The Philippine's Defense Secretary Voltaire Gazmin and U.S. Ambassador to the Philippines Philip Goldberg (2nd R) sign the Enhanced Defense Cooperation Agreement at the Armed Forces of the Philippines (AFP) headquarters in Quezon city, metro Manila April 28, 2014. Photo by Al Falcon, Reuters.
MANILA -- Malacanang is confident that the Enhanced Defense Cooperation Agreement (EDCA) with the United States will pass legal muster.
“In the entire process of discussions with the United States, national interest was foremost in the minds of the members of the Philippine panel,” Communications Secretary Herminio Coloma Jr. said.
Several groups are planning to bring to the Supreme Court the agreement, which gives American soldiers access to a limited number of military bases. It was signed ahead of US President Barack Obama’s state visit last Monday.

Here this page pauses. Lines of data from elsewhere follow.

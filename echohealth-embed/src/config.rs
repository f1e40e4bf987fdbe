//! Configuration for the provider adapters

use crate::error::{EmbedError, Result};
use derive_builder::Builder;
use std::time::Duration;

/// Environment variable consulted when no API key is configured.
pub const API_KEY_ENV: &str = "OPENAI_API_KEY";

/// Default OpenAI-compatible API root.
pub const DEFAULT_BASE_URL: &str = "https://api.openai.com/v1";

/// Default embedding model.
pub const DEFAULT_EMBEDDING_MODEL: &str = "text-embedding-3-small";

/// Default chat completion model.
pub const DEFAULT_COMPLETION_MODEL: &str = "gpt-4o-mini";

/// Configuration for an OpenAI-compatible embeddings endpoint
#[derive(Debug, Clone, PartialEq, Builder)]
#[builder(setter(into))]
pub struct EmbedConfig {
    /// API key; falls back to `OPENAI_API_KEY` when `None`
    #[builder(default)]
    pub api_key: Option<String>,
    /// API root, e.g. `https://api.openai.com/v1`
    #[builder(default = "DEFAULT_BASE_URL.to_string()")]
    pub base_url: String,
    /// Name of the embedding model to use
    #[builder(default = "DEFAULT_EMBEDDING_MODEL.to_string()")]
    pub model: String,
    /// Requested output dimension, for models that support shortening
    #[builder(default)]
    pub dimensions: Option<usize>,
    /// Per-request timeout in seconds
    #[builder(default = "30")]
    pub timeout_secs: u64,
    /// Retries after the first attempt for transient failures
    #[builder(default = "3")]
    pub max_retries: usize,
    /// Base delay of the exponential backoff, in milliseconds
    #[builder(default = "500")]
    pub retry_backoff_ms: u64,
    /// Maximum number of inputs sent in one request
    #[builder(default = "64")]
    pub batch_size: usize,
}

impl EmbedConfig {
    /// Create a new embedding configuration using the builder
    pub fn builder() -> EmbedConfigBuilder {
        EmbedConfigBuilder::default()
    }

    /// Create a configuration for the given model with every other field defaulted
    pub fn new(model: impl Into<String>) -> Self {
        Self {
            model: model.into(),
            ..Self::default()
        }
    }

    /// Set the API key (builder style)
    pub fn with_api_key<S: Into<String>>(self, api_key: S) -> Self {
        Self {
            api_key: Some(api_key.into()),
            ..self
        }
    }

    /// Set the API root (builder style)
    pub fn with_base_url<S: Into<String>>(self, base_url: S) -> Self {
        Self {
            base_url: base_url.into(),
            ..self
        }
    }

    /// Set the requested output dimension (builder style)
    pub fn with_dimensions(self, dimensions: usize) -> Self {
        Self {
            dimensions: Some(dimensions),
            ..self
        }
    }

    /// Set the batch size for embedding requests (builder style)
    pub fn with_batch_size(self, batch_size: usize) -> Self {
        Self { batch_size, ..self }
    }

    /// Set the retry policy (builder style)
    pub fn with_retries(self, max_retries: usize, retry_backoff_ms: u64) -> Self {
        Self {
            max_retries,
            retry_backoff_ms,
            ..self
        }
    }

    pub fn timeout(&self) -> Duration {
        Duration::from_secs(self.timeout_secs)
    }

    /// The key to send, from the configuration or the environment.
    ///
    /// A key set explicitly in the configuration is never overridden by the
    /// environment, even when it is blank.
    pub fn resolve_api_key(&self) -> Result<String> {
        resolve_api_key(self.api_key.as_deref())
    }

    /// Validate the settings that cannot be checked by the type system
    pub fn validate(&self) -> Result<()> {
        validate_common(&self.base_url, &self.model, self.timeout_secs)?;
        if self.batch_size == 0 {
            return Err(EmbedError::invalid_config("batch_size must be positive"));
        }
        if self.dimensions == Some(0) {
            return Err(EmbedError::invalid_config("dimensions must be positive"));
        }
        tracing::debug!("Embedding configuration valid for model: {}", self.model);
        Ok(())
    }
}

impl Default for EmbedConfig {
    fn default() -> Self {
        Self {
            api_key: None,
            base_url: DEFAULT_BASE_URL.to_string(),
            model: DEFAULT_EMBEDDING_MODEL.to_string(),
            dimensions: None,
            timeout_secs: 30,
            max_retries: 3,
            retry_backoff_ms: 500,
            batch_size: 64,
        }
    }
}

/// Configuration for an OpenAI-compatible chat completions endpoint
#[derive(Debug, Clone, PartialEq, Builder)]
#[builder(setter(into))]
pub struct CompletionConfig {
    /// API key; falls back to `OPENAI_API_KEY` when `None`
    #[builder(default)]
    pub api_key: Option<String>,
    /// API root, e.g. `https://api.openai.com/v1`
    #[builder(default = "DEFAULT_BASE_URL.to_string()")]
    pub base_url: String,
    /// Name of the chat model to use
    #[builder(default = "DEFAULT_COMPLETION_MODEL.to_string()")]
    pub model: String,
    /// Sampling temperature
    #[builder(default = "0.2")]
    pub temperature: f32,
    /// Upper bound on generated tokens
    #[builder(default)]
    pub max_tokens: Option<u32>,
    /// Optional system message sent ahead of every prompt
    #[builder(default)]
    pub system_prompt: Option<String>,
    /// Per-request timeout in seconds
    #[builder(default = "60")]
    pub timeout_secs: u64,
    /// Retries after the first attempt for transient failures
    #[builder(default = "3")]
    pub max_retries: usize,
    /// Base delay of the exponential backoff, in milliseconds
    #[builder(default = "500")]
    pub retry_backoff_ms: u64,
}

impl CompletionConfig {
    /// Create a new completion configuration using the builder
    pub fn builder() -> CompletionConfigBuilder {
        CompletionConfigBuilder::default()
    }

    /// Create a configuration for the given model with every other field defaulted
    pub fn new(model: impl Into<String>) -> Self {
        Self {
            model: model.into(),
            ..Self::default()
        }
    }

    /// Set the API key (builder style)
    pub fn with_api_key<S: Into<String>>(self, api_key: S) -> Self {
        Self {
            api_key: Some(api_key.into()),
            ..self
        }
    }

    /// Set the API root (builder style)
    pub fn with_base_url<S: Into<String>>(self, base_url: S) -> Self {
        Self {
            base_url: base_url.into(),
            ..self
        }
    }

    /// Set the system message (builder style)
    pub fn with_system_prompt<S: Into<String>>(self, system_prompt: S) -> Self {
        Self {
            system_prompt: Some(system_prompt.into()),
            ..self
        }
    }

    /// Set the sampling temperature (builder style)
    pub fn with_temperature(self, temperature: f32) -> Self {
        Self {
            temperature,
            ..self
        }
    }

    /// Set the retry policy (builder style)
    pub fn with_retries(self, max_retries: usize, retry_backoff_ms: u64) -> Self {
        Self {
            max_retries,
            retry_backoff_ms,
            ..self
        }
    }

    pub fn timeout(&self) -> Duration {
        Duration::from_secs(self.timeout_secs)
    }

    /// The key to send, from the configuration or the environment.
    pub fn resolve_api_key(&self) -> Result<String> {
        resolve_api_key(self.api_key.as_deref())
    }

    /// Validate the settings that cannot be checked by the type system
    pub fn validate(&self) -> Result<()> {
        validate_common(&self.base_url, &self.model, self.timeout_secs)?;
        if !(0.0..=2.0).contains(&self.temperature) {
            return Err(EmbedError::invalid_config(format!(
                "temperature must be within [0, 2], got {}",
                self.temperature
            )));
        }
        Ok(())
    }
}

impl Default for CompletionConfig {
    fn default() -> Self {
        Self {
            api_key: None,
            base_url: DEFAULT_BASE_URL.to_string(),
            model: DEFAULT_COMPLETION_MODEL.to_string(),
            temperature: 0.2,
            max_tokens: None,
            system_prompt: None,
            timeout_secs: 60,
            max_retries: 3,
            retry_backoff_ms: 500,
        }
    }
}

fn resolve_api_key(configured: Option<&str>) -> Result<String> {
    let key = match configured {
        Some(key) => key.trim().to_string(),
        None => std::env::var(API_KEY_ENV)
            .map(|key| key.trim().to_string())
            .unwrap_or_default(),
    };
    if key.is_empty() {
        return Err(EmbedError::MissingApiKey {
            env_var: API_KEY_ENV,
        });
    }
    Ok(key)
}

fn validate_common(base_url: &str, model: &str, timeout_secs: u64) -> Result<()> {
    if !(base_url.starts_with("http://") || base_url.starts_with("https://")) {
        return Err(EmbedError::invalid_config(format!(
            "base_url must be an http(s) URL, got {base_url:?}"
        )));
    }
    if model.trim().is_empty() {
        return Err(EmbedError::invalid_config("model name must not be empty"));
    }
    if timeout_secs == 0 {
        return Err(EmbedError::invalid_config("timeout_secs must be positive"));
    }
    Ok(())
}

#[cfg(test)]
mod tests {
    use super::*;

    #[test]
    fn test_embed_defaults() {
        let config = EmbedConfig::default();
        assert_eq!(config.base_url, "https://api.openai.com/v1");
        assert_eq!(config.model, "text-embedding-3-small");
        assert_eq!(config.timeout(), Duration::from_secs(30));
        assert_eq!(config.max_retries, 3);
        assert_eq!(config.batch_size, 64);
        assert!(config.validate().is_ok());
    }

    #[test]
    fn test_derive_builder_pattern() {
        let config = EmbedConfig::builder()
            .model("text-embedding-3-large")
            .dimensions(Some(256usize))
            .batch_size(8usize)
            .build()
            .unwrap();

        assert_eq!(config.model, "text-embedding-3-large");
        assert_eq!(config.dimensions, Some(256));
        assert_eq!(config.batch_size, 8);
        assert_eq!(config.base_url, DEFAULT_BASE_URL);
        assert_eq!(config.retry_backoff_ms, 500);
    }

    #[test]
    fn test_builder_defaults_match_default_impl() {
        assert_eq!(EmbedConfig::builder().build().unwrap(), EmbedConfig::default());
        assert_eq!(
            CompletionConfig::builder().build().unwrap(),
            CompletionConfig::default()
        );
    }

    #[test]
    fn test_with_methods() {
        let config = EmbedConfig::new("custom")
            .with_api_key("sk-test")
            .with_base_url("http://localhost:8080/v1")
            .with_batch_size(2)
            .with_retries(1, 5);

        assert_eq!(config.model, "custom");
        assert_eq!(config.resolve_api_key().unwrap(), "sk-test");
        assert_eq!(config.base_url, "http://localhost:8080/v1");
        assert_eq!(config.batch_size, 2);
        assert_eq!((config.max_retries, config.retry_backoff_ms), (1, 5));
    }

    #[test]
    fn test_blank_explicit_key_is_missing() {
        let config = EmbedConfig::default().with_api_key("   ");
        assert!(matches!(
            config.resolve_api_key(),
            Err(EmbedError::MissingApiKey { .. })
        ));
    }

    #[test]
    fn test_validation_failures() {
        assert!(EmbedConfig::default().with_batch_size(0).validate().is_err());
        assert!(EmbedConfig::default().with_dimensions(0).validate().is_err());
        assert!(
            EmbedConfig::default()
                .with_base_url("ftp://example.com")
                .validate()
                .is_err()
        );
        assert!(EmbedConfig::new("  ").validate().is_err());
        assert!(
            CompletionConfig::default()
                .with_temperature(3.5)
                .validate()
                .is_err()
        );
    }

    #[test]
    fn test_completion_defaults() {
        let config = CompletionConfig::default().with_system_prompt("Be brief.");
        assert_eq!(config.model, "gpt-4o-mini");
        assert_eq!(config.system_prompt.as_deref(), Some("Be brief."));
        assert!(config.validate().is_ok());
    }
}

Even former Senator Joker Arroyo has slammed the agreement, saying the administration has skirted the constitutional prohibition of military bases in the country.
For Arroyo, opening up the military bases to the US soldiers is much worse.
Coloma said Malacanang respects the opinions of Arroyo and others against the EDCA.
But he insisted that there is a “clear provision that the US would not establish a permanent military presence or base in the Philippines.”
He also noted that the “US access to and use of designated areas in Armed Forces of the Philippines-owned and -controlled facilities will be at the invitation of the Philippine government,” adding that the Philippines’ prior consent is needed in choosing these locations.
He said the Philippines will also retain primary responsibility for security of the agreed locations and that the Armed Forces base commander has access to these areas.
Coloma asked the public to understand the government’s intentions in signing the EDCA.